Saved data entries:
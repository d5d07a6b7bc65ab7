use criterion::{criterion_group, criterion_main, BatchSize, BenchmarkId, Criterion};
use hexmapper::{Difficulty, Direction, EngineConfig, ExplorerSession};

fn bench_moves(c: &mut Criterion) {
    let mut group = c.benchmark_group("explore");

    for moves in [50usize, 200, 1000] {
        group.bench_with_input(BenchmarkId::new("moves", moves), &moves, |b, &moves| {
            b.iter_batched(
                || {
                    ExplorerSession::new(EngineConfig {
                        difficulty: Difficulty::Normal,
                        ..EngineConfig::with_seed("bench")
                    })
                    .expect("default config is valid")
                },
                |mut session| {
                    for i in 0..moves {
                        let direction = Direction::ALL[(i * 7 + i / 3) % 3];
                        session.move_explorer(direction);
                    }
                    session
                },
                BatchSize::SmallInput,
            )
        });
    }

    group.bench_function("reroll_last_move", |b| {
        let mut session = ExplorerSession::new(EngineConfig::with_seed("bench")).expect("valid");
        for _ in 0..20 {
            session.move_explorer(Direction::East);
        }
        b.iter(|| session.reroll_last_move());
    });

    group.finish();
}

criterion_group!(explore_benches, bench_moves);
criterion_main!(explore_benches);
//! Explorer state and the session that owns the generated world.
//!
//! [`ExplorerSession`] is the engine's boundary: moves, rerolls and
//! configuration go in, tiles, rivers and the trail come out. Every operation
//! runs to completion on `&mut self`; there is no background work.

use std::collections::VecDeque;

use serde::{Deserialize, Serialize};

use crate::config::{ConfigError, Difficulty, DifficultyProfile, EngineConfig, VisionRadius};
use crate::hex::{Direction, Hex};
use crate::key_rng;
use crate::river::{RiverEvent, RiverNetwork};
use crate::terrain::{Category, TerrainType};
use crate::visibility::FogOfWar;
use crate::world::{Tile, WorldMap};

/// Radius materialized around the explorer after each move.
pub const MOVE_REVEAL_RADIUS: u32 = 2;
/// Previously occupied cells kept for display.
pub const TRAIL_LENGTH: usize = 6;

#[derive(Debug, Clone, PartialEq, Eq, Serialize, Deserialize)]
pub struct ExplorerState {
    pub position: Hex,
    pub move_id: u64,
    pub reroll_nonce: u32,
    trail: VecDeque<Hex>,
}

impl ExplorerState {
    pub fn new(position: Hex) -> Self {
        ExplorerState {
            position,
            move_id: 0,
            reroll_nonce: 0,
            trail: VecDeque::with_capacity(TRAIL_LENGTH),
        }
    }

    /// Moves one cell, stamps a new move id and remembers where we were.
    pub fn step(&mut self, direction: Direction) -> Hex {
        let previous = self.position;
        self.position = previous.neighbor(direction);
        self.move_id += 1;
        self.reroll_nonce = 0;
        if self.trail.len() == TRAIL_LENGTH {
            self.trail.pop_front();
        }
        self.trail.push_back(previous);
        previous
    }

    /// Oldest first.
    pub fn trail(&self) -> &VecDeque<Hex> {
        &self.trail
    }
}

#[derive(Debug, Clone, Copy, PartialEq, Eq)]
pub struct MoveReport {
    pub move_id: u64,
    pub position: Hex,
    pub tiles_added: usize,
    pub river: RiverEvent,
}

#[derive(Debug, Clone, PartialEq, Serialize)]
pub struct SessionSummary {
    pub seed: String,
    pub difficulty: Difficulty,
    pub position: Hex,
    pub move_id: u64,
    pub reroll_nonce: u32,
    pub tiles: usize,
    pub biome_tiles: u64,
    pub desert_tiles: u64,
    pub biome_fraction: f64,
    pub rivers: usize,
    pub finished_rivers: usize,
    pub discovered_biomes: usize,
    pub discovered_deserts: usize,
}

#[derive(Debug, Clone)]
pub struct ExplorerSession {
    seed: String,
    profile: DifficultyProfile,
    fog: FogOfWar,
    origin_terrain: TerrainType,
    explorer: ExplorerState,
    world: WorldMap,
    rivers: RiverNetwork,
    /// Rivers as they stood before the current move's growth step.
    rivers_before_move: RiverNetwork,
}

impl ExplorerSession {
    /// Starts at the origin with a single seeded tile.
    pub fn new(config: EngineConfig) -> Result<Self, ConfigError> {
        config.validate()?;
        let position = Hex::ORIGIN;
        let session = ExplorerSession {
            world: WorldMap::with_origin(position, config.origin_terrain),
            seed: config.seed,
            profile: config.difficulty.profile(),
            fog: FogOfWar {
                enabled: config.fog_enabled,
                vision_radius: config.vision_radius,
            },
            origin_terrain: config.origin_terrain,
            explorer: ExplorerState::new(position),
            rivers: RiverNetwork::new(),
            rivers_before_move: RiverNetwork::new(),
        };
        tracing::info!(
            target: "hexmapper::explorer",
            seed = %session.seed,
            difficulty = %session.profile.difficulty,
            origin = session.origin_terrain.key(),
            "explorer.session_started"
        );
        Ok(session)
    }

    pub fn move_explorer(&mut self, direction: Direction) -> MoveReport {
        self.explorer.step(direction);
        let position = self.explorer.position;
        let move_id = self.explorer.move_id;

        let tiles_added = self.world.ensure_generated(
            position,
            MOVE_REVEAL_RADIUS,
            &self.seed,
            move_id,
            self.explorer.reroll_nonce,
            &self.profile,
        );

        self.rivers_before_move = self.rivers.clone();
        let river = self.grow_rivers();

        tracing::info!(
            target: "hexmapper::explorer",
            move_id,
            direction = direction.short_name(),
            q = position.q,
            r = position.r,
            tiles_added,
            river = ?river,
            "explorer.moved"
        );
        MoveReport {
            move_id,
            position,
            tiles_added,
            river,
        }
    }

    fn grow_rivers(&mut self) -> RiverEvent {
        let position = self.explorer.position;
        let mut stream = key_rng::river_stream(&self.seed, self.explorer.move_id, position);
        self.rivers.grow(&self.world, position, &mut stream)
    }

    /// Regenerates the tiles created by the current move with a fresh nonce,
    /// then replays the move's river step over the new terrain.
    ///
    /// Before the first move there is nothing to reroll: the origin tile is
    /// configured, not generated. Returns the number of tiles regenerated.
    pub fn reroll_last_move(&mut self) -> usize {
        let move_id = self.explorer.move_id;
        if move_id == 0 {
            tracing::debug!(target: "hexmapper::explorer", "explorer.reroll_skipped_origin");
            return 0;
        }
        let nonce = self.explorer.reroll_nonce + 1;
        let rerolled = self.world.reroll_move(&self.seed, move_id, nonce, &self.profile);
        self.explorer.reroll_nonce = nonce;

        self.rivers = self.rivers_before_move.clone();
        let river = self.grow_rivers();

        tracing::info!(
            target: "hexmapper::explorer",
            move_id,
            reroll_nonce = nonce,
            rerolled,
            river = ?river,
            "explorer.rerolled_move"
        );
        rerolled
    }

    /// Discards the whole world and restarts from a single origin tile under
    /// `new_seed`, keeping the explorer where it stands.
    pub fn reroll_global(&mut self, new_seed: impl Into<String>) {
        let position = self.explorer.position;
        let world = WorldMap::with_origin(position, self.origin_terrain);
        let explorer = ExplorerState::new(position);

        self.seed = new_seed.into();
        self.world = world;
        self.explorer = explorer;
        self.rivers.clear();
        self.rivers_before_move.clear();

        tracing::info!(
            target: "hexmapper::explorer",
            seed = %self.seed,
            q = position.q,
            r = position.r,
            "explorer.rerolled_world"
        );
    }

    pub fn set_difficulty(&mut self, id: &str) -> Result<(), ConfigError> {
        let difficulty: Difficulty = id.parse()?;
        self.set_difficulty_level(difficulty);
        Ok(())
    }

    pub fn set_difficulty_level(&mut self, difficulty: Difficulty) {
        self.profile = difficulty.profile();
        tracing::debug!(target: "hexmapper::explorer", %difficulty, "explorer.difficulty_set");
    }

    pub fn set_fog(&mut self, enabled: bool) {
        self.fog.enabled = enabled;
    }

    pub fn set_vision_radius(&mut self, radius: u8) -> Result<(), ConfigError> {
        self.fog.vision_radius = VisionRadius::new(radius)?;
        Ok(())
    }

    pub fn seed(&self) -> &str {
        &self.seed
    }

    pub fn profile(&self) -> &DifficultyProfile {
        &self.profile
    }

    pub fn fog(&self) -> FogOfWar {
        self.fog
    }

    pub fn explorer(&self) -> &ExplorerState {
        &self.explorer
    }

    pub fn position(&self) -> Hex {
        self.explorer.position
    }

    pub fn trail(&self) -> &VecDeque<Hex> {
        self.explorer.trail()
    }

    pub fn world(&self) -> &WorldMap {
        &self.world
    }

    pub fn rivers(&self) -> &RiverNetwork {
        &self.rivers
    }

    pub fn is_visible(&self, tile: &Tile) -> bool {
        self.fog.is_visible(tile, self.explorer.position)
    }

    /// Every generated tile with its current visibility, in creation order.
    pub fn tiles_with_visibility(&self) -> impl Iterator<Item = (&Tile, bool)> + '_ {
        self.world.tiles().map(move |tile| (tile, self.is_visible(tile)))
    }

    pub fn discovered(&self, category: Category) -> Vec<TerrainType> {
        self.world.discovered(category)
    }

    pub fn summary(&self) -> SessionSummary {
        let counts = self.world.category_counts();
        SessionSummary {
            seed: self.seed.clone(),
            difficulty: self.profile.difficulty,
            position: self.explorer.position,
            move_id: self.explorer.move_id,
            reroll_nonce: self.explorer.reroll_nonce,
            tiles: self.world.len(),
            biome_tiles: counts.biome,
            desert_tiles: counts.desert,
            biome_fraction: counts.biome_fraction(),
            rivers: self.rivers.len(),
            finished_rivers: self.rivers.finished_count(),
            discovered_biomes: self.discovered(Category::Biome).len(),
            discovered_deserts: self.discovered(Category::Desert).len(),
        }
    }
}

• Try it:
Return a copy of each line in the entries that contains "EngineConfig".

• Exercise answer:
use hexmapper::{Difficulty, Direction, EngineConfig, ExplorerSession};
                    ExplorerSession::new(EngineConfig {
                        ..EngineConfig::with_seed("bench")
        let mut session = ExplorerSession::new(EngineConfig::with_seed("bench")).expect("valid");
use crate::config::{ConfigError, Difficulty, DifficultyProfile, EngineConfig, VisionRadius};
    pub fn new(config: EngineConfig) -> Result<Self, ConfigError> {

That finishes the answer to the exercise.